SILAS MONK.
A TALE OF LONDON OLD CITY.
IN FOUR CHAPTERS.—CHAPTER I.
One evening—a pitch-dark evening in autumn—a girl stood at one of the doors in a row of old houses in the neighbourhood of Crutched Friars, watching. It was difficult to see many yards up or down the street, for it was only lighted by three widely-separated gas-lamps. Under one of these lamps, at a corner of the street, there presently appeared a little old man. He came along slowly, but with a jerky step like a trot; his head was bent and his shoulders raised; and he seemed to be rubbing his hands together cheerfully and hugging himself from time to time, as though his thoughts were of a congratulatory nature.
‘Why, grandfather,’ said the girl, descending into the street as soon as she caught sight of this figure—‘why, grandfather, how late you are!’
The old man came jogging on, still in his jerky manner, though faster, at the sound of her voice. ‘Ay, ay!’ said he, shaking out his words, ‘ay, Rachel, my dear. Always late. Don’t you take any notice of that. It has been so for years—fifty years; ay, more than fifty.’

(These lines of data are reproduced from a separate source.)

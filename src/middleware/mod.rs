//! Request middleware.
//!
//! Middleware wraps handler invocation inside the server pipeline: `before`
//! may short-circuit with a response, `after` observes the response and the
//! handler latency. Authentication is not middleware here; it is a fixed
//! pipeline stage that runs for every route ahead of dispatch.

mod core;
mod cors;
mod metrics;

pub use core::Middleware;
pub use cors::CorsMiddleware;
pub use metrics::MetricsMiddleware;
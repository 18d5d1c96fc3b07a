// Copyright 2025 Stoolap Contributors
//
// Licensed under the Apache License, Version 2.0 (the "License");
// you may not use this file except in compliance with the License.
// You may obtain a copy of the License at
//
//     http://www.apache.org/licenses/LICENSE-2.0
//
// Unless required by applicable law or agreed to in writing, software
// distributed under the License is distributed on an "AS IS" BASIS,
// WITHOUT WARRANTIES OR CONDITIONS OF ANY KIND, either express or implied.
// See the License for the specific language governing permissions and
// limitations under the License.

//! Storage module
//!
//! In-memory tables and the catalog that identifies them.

pub mod catalog;
pub mod table;

pub use catalog::Catalog;
pub use table::MemoryTable;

‘Fifty years, grandfather, is a long time,’ remarked the girl as they passed in at the doorway together, her arms placed protectingly around him—‘a very long time.’
‘Ay, Rachel; so it is, my dear,’ continued the old man—‘so it is.’
They entered a small front-room on the ground-floor. An oil-lamp was burning on the mantel-shelf; it threw a dim light upon bare and dingy walls, upon an old deal table, two wooden seats without backs, and a well-worn leathern armchair near the fire. Towards this chair the girl now led the old man as one might lead a child. Then she began to lay the cloth for the evening meal. She was a pretty, homely-looking girl of about eighteen; perhaps a little too pale; and with eyes, though large and lustrous, somewhat sad and weary for one so young. But as she busied herself about the room preparing the supper, her eyes gradually brightened; and her face, growing more animated, gained colour, as though to match the better with her red lips.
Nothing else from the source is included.